The ability to adapt to slow set changes in PD patients may also be translated for use in the clinic when treating this population. Education on taking their time while changing directions when walking or when participating in faster forms of set-changing activities such as transitioning from sit-to-stand or walk-and-turn may help to reduce episodes of freezing and instability (Chong, Barbas, Garrison, Herolz, Teheng, & Sethi, 2001). This principle of slowing down movements may be applied to improving other activities, e.g., those that are specifically evaluated within the Berg Balance or Tinetti instruments, in which the time taken to complete a movement is not used to grade the patient's performance, thereby improving outcome scores while also improving balance control and functional independence in daily living. Freezing of gait which can be exacerbated as a result of frustration and may be alleviated by reducing the patient's stress and apprehension through the use of slower movement strategies rather than attempting to restore normality. By affording adequate time to complete a task, they may assist with compensatory strategies by switching to another substrate, possibly the cerebellar system (Ouchi, Okada, Yoshikawa, Nobezawa, & Futatsubashi, 1999).

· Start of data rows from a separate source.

//! Message table for every diagnostic the checker emits.

use super::{DiagnosticCategory, DiagnosticMessage};

pub mod diagnostic_codes {
    pub const NO_FORMAT_ITEM_FOUND: u32 = 9001;
    pub const FORMAT_LINE_EXPECTING_ONLY_PARAMETERS: u32 = 9002;
    pub const UNUSED_FORMAT_ITEM: u32 = 9003;
    pub const INVALID_FORMAT_FUNCTION_USAGE: u32 = 9004;
}

pub mod diagnostic_messages {
    pub const NO_FORMAT_ITEM_FOUND: &str =
        "No format item found in first parameter but call has more than one argument";
    pub const FORMAT_LINE_EXPECTING_ONLY_PARAMETERS: &str =
        "Format line expecting only {0} parameters";
    pub const UNUSED_FORMAT_ITEM: &str = "Unused format item";
    pub const INVALID_FORMAT_FUNCTION_USAGE: &str = "Invalid format function usage";
}

pub static DIAGNOSTIC_MESSAGES: &[DiagnosticMessage] = &[
    DiagnosticMessage {
        code: diagnostic_codes::NO_FORMAT_ITEM_FOUND,
        category: DiagnosticCategory::Warning,
        message: diagnostic_messages::NO_FORMAT_ITEM_FOUND,
    },
    DiagnosticMessage {
        code: diagnostic_codes::FORMAT_LINE_EXPECTING_ONLY_PARAMETERS,
        category: DiagnosticCategory::Warning,
        message: diagnostic_messages::FORMAT_LINE_EXPECTING_ONLY_PARAMETERS,
    },
    DiagnosticMessage {
        code: diagnostic_codes::UNUSED_FORMAT_ITEM,
        category: DiagnosticCategory::Warning,
        message: diagnostic_messages::UNUSED_FORMAT_ITEM,
    },
    DiagnosticMessage {
        code: diagnostic_codes::INVALID_FORMAT_FUNCTION_USAGE,
        category: DiagnosticCategory::Warning,
        message: diagnostic_messages::INVALID_FORMAT_FUNCTION_USAGE,
    },
];
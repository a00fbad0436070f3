//! Diagnostic types and message lookup for the format-string checker.
//!
//! Message data lives in `data.rs`. Every message the checker can emit has a
//! stable code so hosts can filter or suppress individual warnings.

use serde::Serialize;

mod data;
pub use data::{DIAGNOSTIC_MESSAGES, diagnostic_codes, diagnostic_messages};

use crate::span::TextRange;

// =============================================================================
// Diagnostic Types
// =============================================================================

/// Diagnostic category. Every format-string problem is reported as a
/// warning.
#[derive(Clone, Copy, Debug, PartialEq, Eq, Serialize)]
pub enum DiagnosticCategory {
    Warning,
}

impl DiagnosticCategory {
    pub const fn label(self) -> &'static str {
        match self {
            Self::Warning => "warning",
        }
    }
}

/// A checker diagnostic anchored on a byte range of the host file.
#[derive(Clone, Debug, PartialEq, Eq, Serialize)]
pub struct Diagnostic {
    pub file: String,
    pub start: u32,
    pub length: u32,
    pub message_text: String,
    pub category: DiagnosticCategory,
    pub code: u32,
}

impl Diagnostic {
    /// Create a new warning diagnostic.
    #[must_use]
    pub const fn warning(file: String, start: u32, length: u32, message: String, code: u32) -> Self {
        Self {
            file,
            start,
            length,
            message_text: message,
            category: DiagnosticCategory::Warning,
            code,
        }
    }

    /// Create a warning from a message definition and its `{0}`-style arguments.
    #[must_use]
    pub fn from_message(
        file: &str,
        range: TextRange,
        message: &DiagnosticMessage,
        args: &[&str],
    ) -> Self {
        Self {
            file: file.to_string(),
            start: range.pos,
            length: range.len(),
            message_text: format_message(message.message, args),
            category: message.category,
            code: message.code,
        }
    }

    /// The anchored range as a `TextRange`.
    #[must_use]
    pub const fn range(&self) -> TextRange {
        TextRange::new(self.start, self.start.saturating_add(self.length))
    }
}

/// Format a diagnostic message by replacing {0}, {1}, etc. with arguments.
#[must_use]
pub fn format_message(template: &str, args: &[&str]) -> String {
    let mut result = template.to_string();
    for (i, arg) in args.iter().enumerate() {
        result = result.replace(&format!("{{{i}}}"), arg);
    }
    result
}

/// A diagnostic message definition with code, category, and message template.
#[derive(Clone, Copy, Debug)]
pub struct DiagnosticMessage {
    pub code: u32,
    pub category: DiagnosticCategory,
    pub message: &'static str,
}

/// Look up a diagnostic message definition by code.
#[must_use]
pub fn get_diagnostic_message(code: u32) -> Option<&'static DiagnosticMessage> {
    DIAGNOSTIC_MESSAGES.iter().find(|m| m.code == code)
}
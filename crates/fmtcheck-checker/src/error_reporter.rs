//! Diagnostic construction for format-call problems.
//!
//! Each `error_*` function builds one warning from the message table. The
//! caller supplies the anchor range; this module never inspects the AST.

use fmtcheck_common::TextRange;
use fmtcheck_common::diagnostics::{Diagnostic, diagnostic_codes, get_diagnostic_message};
use fmtcheck_scanner::FormatPlaceholder;

fn from_code(file: &str, range: TextRange, code: u32, args: &[&str]) -> Diagnostic {
    match get_diagnostic_message(code) {
        Some(message) => Diagnostic::from_message(file, range, message, args),
        // unreachable with the built-in table
        None => Diagnostic::warning(file.to_string(), range.pos, range.len(), String::new(), code),
    }
}

/// Arguments were passed to a format string that has no placeholders.
/// Anchored on the first argument.
pub fn error_no_format_item(file: &str, first_argument: TextRange) -> Diagnostic {
    from_code(file, first_argument, diagnostic_codes::NO_FORMAT_ITEM_FOUND, &[])
}

/// An argument beyond the last placeholder. Anchored on that argument.
pub fn error_excess_argument(file: &str, argument: TextRange, expected: usize) -> Diagnostic {
    let expected = expected.to_string();
    from_code(
        file,
        argument,
        diagnostic_codes::FORMAT_LINE_EXPECTING_ONLY_PARAMETERS,
        &[&expected],
    )
}

/// A placeholder with no argument. Anchored on the placeholder's text inside
/// the literal.
pub fn error_unused_format_item(file: &str, placeholder: TextRange) -> Diagnostic {
    from_code(file, placeholder, diagnostic_codes::UNUSED_FORMAT_ITEM, &[])
}

/// Summary emitted once per call that had any other problem. Anchored on
/// the method-name token.
pub fn error_invalid_format_usage(file: &str, method_name: TextRange) -> Diagnostic {
    from_code(
        file,
        method_name,
        diagnostic_codes::INVALID_FORMAT_FUNCTION_USAGE,
        &[],
    )
}

/// File range of `placeholder` inside a string literal spanning `literal`.
///
/// Placeholder offsets count characters of the decoded contents; the file
/// range is in bytes and starts one past the literal's opening quote.
/// Escape sequences in the source are not accounted for.
pub fn placeholder_range(
    literal: TextRange,
    contents: &str,
    placeholder: &FormatPlaceholder,
) -> TextRange {
    let start = char_to_byte(contents, placeholder.start);
    let end = char_to_byte(contents, placeholder.end.saturating_add(1));
    TextRange::new(start, end).offset_by(literal.pos.saturating_add(1))
}

fn char_to_byte(text: &str, char_offset: u32) -> u32 {
    text.char_indices()
        .nth(char_offset as usize)
        .map_or(text.len(), |(byte, _)| byte) as u32
}

#[cfg(test)]
mod tests {
    use super::*;
    use fmtcheck_scanner::scan;

    #[test]
    fn excess_argument_message_names_the_count() {
        let d = error_excess_argument("a.php", TextRange::new(5, 7), 2);
        assert_eq!(d.message_text, "Format line expecting only 2 parameters");
        assert_eq!(d.start, 5);
        assert_eq!(d.length, 2);
        assert_eq!(d.file, "a.php");
    }

    #[test]
    fn placeholder_range_skips_opening_quote() {
        // "a %d"  at file offset 10
        let contents = "a %d";
        let placeholders = scan(contents);
        let range = placeholder_range(TextRange::new(10, 16), contents, &placeholders[0]);
        assert_eq!(range, TextRange::new(13, 15));
    }

    #[test]
    fn placeholder_range_counts_multibyte_characters() {
        let contents = "é %s";
        let placeholders = scan(contents);
        assert_eq!(placeholders[0].start, 2);
        let range = placeholder_range(TextRange::new(0, 7), contents, &placeholders[0]);
        // 'é' is two bytes
        assert_eq!(range, TextRange::new(4, 6));
    }

    #[test]
    fn placeholder_range_clamps_offsets_at_end_of_u32() {
        let contents = "a %d";
        let placeholders = scan(contents);
        let literal = TextRange::new(u32::MAX - 1, u32::MAX);
        let range = placeholder_range(literal, contents, &placeholders[0]);
        assert_eq!(range, TextRange::new(u32::MAX, u32::MAX));
        assert!(range.is_empty());
    }
}
//! Encoded type signatures.
//!
//! Hosts defer some type inference by storing an encoded signature instead
//! of a class name. Four shapes are recognised:
//!
//! ```text
//! #M#C\App\Service.logger|...   method `logger` of `\App\Service`
//! #P#C\App\Service.log|...      property `log` of `\App\Service`
//! #C\app\make_logger|...        return type of function `\app\make_logger`
//! #Ю\A|\Logger\Logger|?         union of already resolved class names
//! ```
//!
//! Anything else is taken to be a canonical type name.

use fmtcheck_ast::TypeUnion;

pub const METHOD_PREFIX: &str = "#M#C";
pub const PROPERTY_PREFIX: &str = "#P#C";
pub const FUNCTION_PREFIX: &str = "#C";
pub const RESOLVED_UNION_PREFIX: &str = "#\u{042E}";

/// A decoded signature, borrowing from the encoded text.
#[derive(Clone, Copy, Debug, PartialEq, Eq)]
pub enum TypeSignature<'a> {
    /// `#M#C` / `#P#C`: the type of member `member` of class `class_fqn`.
    MemberAccess { class_fqn: &'a str, member: &'a str },
    /// `#C`: the return type of a free function.
    FunctionReturn { fqn: &'a str },
    /// `#Ю`: the last non-wildcard entry, if any.
    ResolvedUnion { last: Option<&'a str> },
    /// Already a type name.
    Canonical(&'a str),
    /// A member signature without a `.` separator.
    Malformed,
}

impl<'a> TypeSignature<'a> {
    pub fn decode(signature: &'a str) -> Self {
        if let Some(rest) = signature
            .strip_prefix(METHOD_PREFIX)
            .or_else(|| signature.strip_prefix(PROPERTY_PREFIX))
        {
            return match before_pipe(rest).rsplit_once('.') {
                Some((class_fqn, member)) => Self::MemberAccess { class_fqn, member },
                None => Self::Malformed,
            };
        }

        if let Some(rest) = signature.strip_prefix(RESOLVED_UNION_PREFIX) {
            let last = rest
                .split('|')
                .rev()
                .find(|entry| *entry != TypeUnion::WILDCARD && !entry.is_empty());
            return Self::ResolvedUnion { last };
        }

        // Checked after `#M#C`/`#P#C`, which would otherwise never match.
        if let Some(rest) = signature.strip_prefix(FUNCTION_PREFIX) {
            return Self::FunctionReturn {
                fqn: before_pipe(rest),
            };
        }

        Self::Canonical(signature)
    }
}

fn before_pipe(text: &str) -> &str {
    text.split_once('|').map_or(text, |(head, _)| head)
}
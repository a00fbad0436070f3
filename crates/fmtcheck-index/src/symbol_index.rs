//! The `SymbolIndex` trait.
//!
//! Lookups return every candidate the host knows about; callers treat the
//! first one as authoritative. When several indices hold a same-named
//! symbol, "first" has no defined meaning beyond the order the host
//! returns them in.

use rustc_hash::FxHashSet;
use serde::{Deserialize, Serialize};
use tracing::trace;

use crate::decls::{ClassDecl, ConstantDecl, FieldDecl, FunctionDecl, MethodDecl};
use fmtcheck_common::limits::MAX_INHERITANCE_DEPTH;

/// Whether the index can currently answer queries.
#[derive(Clone, Copy, Debug, Default, PartialEq, Eq, Serialize, Deserialize)]
pub enum IndexAvailability {
    #[default]
    Ready,
    /// The host is (re)building the index; answers would be incomplete.
    NotReady,
}

/// Read-only view of the host's project-wide symbol index.
pub trait SymbolIndex {
    fn availability(&self) -> IndexAvailability;

    fn classes_by_fqn(&self, fqn: &str) -> Vec<&ClassDecl>;

    fn functions_by_fqn(&self, fqn: &str) -> Vec<&FunctionDecl>;

    fn constants_by_fqn(&self, fqn: &str) -> Vec<&ConstantDecl>;

    fn constants_by_name(&self, name: &str) -> Vec<&ConstantDecl>;

    fn is_ready(&self) -> bool {
        self.availability() == IndexAvailability::Ready
    }

    /// `class` followed by its ancestors, nearest first.
    ///
    /// The walk follows the first candidate for each parent FQN, stops at
    /// the first unknown parent, and stops on a repeated class or after
    /// `MAX_INHERITANCE_DEPTH` hops.
    fn lineage<'a>(&'a self, class: &'a ClassDecl) -> Vec<&'a ClassDecl> {
        let mut chain = vec![class];
        let mut seen = FxHashSet::default();
        seen.insert(normalize_fqn(&class.fqn).to_ascii_lowercase());

        let mut current = class;
        for _ in 0..MAX_INHERITANCE_DEPTH {
            let Some(parent_fqn) = current.parent.as_deref() else {
                break;
            };
            let Some(parent) = self.classes_by_fqn(parent_fqn).into_iter().next() else {
                trace!(parent = parent_fqn, "parent class not in index");
                break;
            };
            if !seen.insert(normalize_fqn(&parent.fqn).to_ascii_lowercase()) {
                trace!(class = %parent.fqn, "inheritance cycle");
                break;
            }
            chain.push(parent);
            current = parent;
        }

        chain
    }

    /// Method by name, own methods first, then inherited ones.
    fn find_method<'a>(&'a self, class: &'a ClassDecl, name: &str) -> Option<&'a MethodDecl> {
        self.lineage(class)
            .into_iter()
            .find_map(|owner| owner.own_method(name))
    }

    /// Field (property or class constant) by name.
    fn find_field<'a>(
        &'a self,
        class: &'a ClassDecl,
        name: &str,
        include_inherited: bool,
    ) -> Option<&'a FieldDecl> {
        if !include_inherited {
            return class.own_field(name);
        }
        self.lineage(class)
            .into_iter()
            .find_map(|owner| owner.own_field(name))
    }
}

/// Normalise an FQN to carry exactly one leading backslash.
pub fn normalize_fqn(fqn: &str) -> String {
    let trimmed = fqn.trim().trim_start_matches('\\');
    let mut normalized = String::with_capacity(trimmed.len() + 1);
    normalized.push('\\');
    normalized.push_str(trimmed);
    normalized
}
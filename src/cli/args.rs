use clap::{Parser, ValueEnum};
use std::path::PathBuf;

/// CLI arguments for the fmtcheck binary.
#[derive(Parser, Debug)]
#[command(
    name = "fmtcheck",
    version,
    about = "Checks logger format strings against the arguments passed at each call site"
)]
pub struct CliArgs {
    /// Snapshot files, or directories to search for `*.json` snapshots.
    #[arg(value_name = "SNAPSHOT", required = true)]
    pub inputs: Vec<PathBuf>,

    /// Path to a fmtcheck.json config file.
    #[arg(short = 'c', long, value_name = "FILE")]
    pub config: Option<PathBuf>,

    /// Output format for diagnostics.
    #[arg(long, value_enum, default_value_t = OutputFormat::Text)]
    pub format: OutputFormat,

    /// Enable color in text output. Defaults to whether stderr is a terminal.
    #[arg(long)]
    pub pretty: Option<bool>,

    /// Exit with a non-zero status when any diagnostic is reported.
    #[arg(long = "fail-on-warnings")]
    pub fail_on_warnings: bool,
}

#[derive(Copy, Clone, Debug, PartialEq, Eq, ValueEnum)]
pub enum OutputFormat {
    Text,
    Json,
}
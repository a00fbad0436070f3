//! Tracing configuration for debugging resolution decisions.
//!
//! Supports three output formats controlled by `FMTCHECK_LOG_FORMAT`:
//!
//! - `text` (default): Standard `tracing-subscriber` flat output
//! - `tree`: Hierarchical indented output via `tracing-tree`
//! - `json`: One JSON object per span/event
//!
//! ## Quick start
//!
//! ```bash
//! # Why was this call skipped?
//! FMTCHECK_LOG=debug FMTCHECK_LOG_FORMAT=tree fmtcheck snapshot.json
//!
//! # Every resolution step, as JSON lines
//! FMTCHECK_LOG=trace FMTCHECK_LOG_FORMAT=json fmtcheck snapshot.json
//!
//! # Fine-grained filtering
//! FMTCHECK_LOG="fmtcheck_checker::constant_resolver=trace" fmtcheck snapshots/
//! ```
//!
//! The subscriber is only initialised when `FMTCHECK_LOG` (or `RUST_LOG`) is
//! set.

use tracing_subscriber::prelude::*;
use tracing_subscriber::{EnvFilter, Registry, fmt};

/// Tracing output format.
#[derive(Debug, Clone, Copy, PartialEq, Eq)]
pub enum LogFormat {
    Text,
    Tree,
    Json,
}

impl LogFormat {
    pub fn parse(value: &str) -> Self {
        match value.trim().to_lowercase().as_str() {
            "tree" => Self::Tree,
            "json" => Self::Json,
            _ => Self::Text,
        }
    }

    fn from_env() -> Self {
        Self::parse(&std::env::var("FMTCHECK_LOG_FORMAT").unwrap_or_default())
    }
}

/// Build an `EnvFilter` from `FMTCHECK_LOG`, falling back to `RUST_LOG`.
fn build_filter() -> EnvFilter {
    if let Ok(val) = std::env::var("FMTCHECK_LOG") {
        EnvFilter::builder().parse_lossy(val)
    } else {
        EnvFilter::from_default_env()
    }
}

/// Initialise the global tracing subscriber.
///
/// Does nothing when neither `FMTCHECK_LOG` nor `RUST_LOG` is set. All
/// output goes to stderr so it never mixes with JSON reports on stdout.
pub fn init_tracing() {
    let has_own_log = std::env::var("FMTCHECK_LOG").is_ok();
    let has_rust_log = std::env::var("RUST_LOG").is_ok();
    if !has_own_log && !has_rust_log {
        return;
    }

    let filter = build_filter();

    match LogFormat::from_env() {
        LogFormat::Tree => {
            let tree_layer = tracing_tree::HierarchicalLayer::default()
                .with_writer(std::io::stderr)
                .with_indent_amount(2)
                .with_indent_lines(true)
                .with_deferred_spans(true)
                .with_span_retrace(true)
                .with_targets(true);

            Registry::default().with(filter).with(tree_layer).init();
        }
        LogFormat::Json => {
            let json_layer = fmt::layer().json().with_writer(std::io::stderr);

            Registry::default().with(filter).with(json_layer).init();
        }
        LogFormat::Text => {
            tracing_subscriber::fmt()
                .with_env_filter(filter)
                .with_writer(std::io::stderr)
                .init();
        }
    }
}
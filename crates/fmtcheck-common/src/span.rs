//! Source spans.
//!
//! All host positions are byte offsets into the file text. A `TextRange` is
//! half-open: `pos` is the first byte, `end` is one past the last.

use serde::{Deserialize, Serialize};

#[derive(Clone, Copy, Debug, Default, PartialEq, Eq, Hash, Serialize, Deserialize)]
pub struct TextRange {
    pub pos: u32,
    pub end: u32,
}

impl TextRange {
    #[must_use]
    pub const fn new(pos: u32, end: u32) -> Self {
        Self { pos, end }
    }

    /// Length in bytes. A malformed range (`end < pos`) has length zero.
    #[must_use]
    pub const fn len(&self) -> u32 {
        self.end.saturating_sub(self.pos)
    }

    #[must_use]
    pub const fn is_empty(&self) -> bool {
        self.len() == 0
    }

    #[must_use]
    pub const fn contains(&self, offset: u32) -> bool {
        offset >= self.pos && offset < self.end
    }

    /// Shift the range forward by `delta` bytes, clamping at `u32::MAX`.
    #[must_use]
    pub const fn offset_by(self, delta: u32) -> Self {
        Self::new(self.pos.saturating_add(delta), self.end.saturating_add(delta))
    }
}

Over time, the internal representation of the postural orientation may undergo a postural sensorimotor transformation which may be shaped by parietal and cerebellar circuitries including the cerebrocerebellar, spinocerebellar and vestibulocerebellar tracts (Ghez & Thach, 2000).
It remains to be determined whether long-term training in sensory augmentation may be an effective technique for postural adaptation in individuals with PD. Overall, the results of the current study should prompt a confluence of descriptive and hypothesis-based studies to better understand how the proprioceptive system affects rapid vs extended postural adaptations in Parkinson's disease.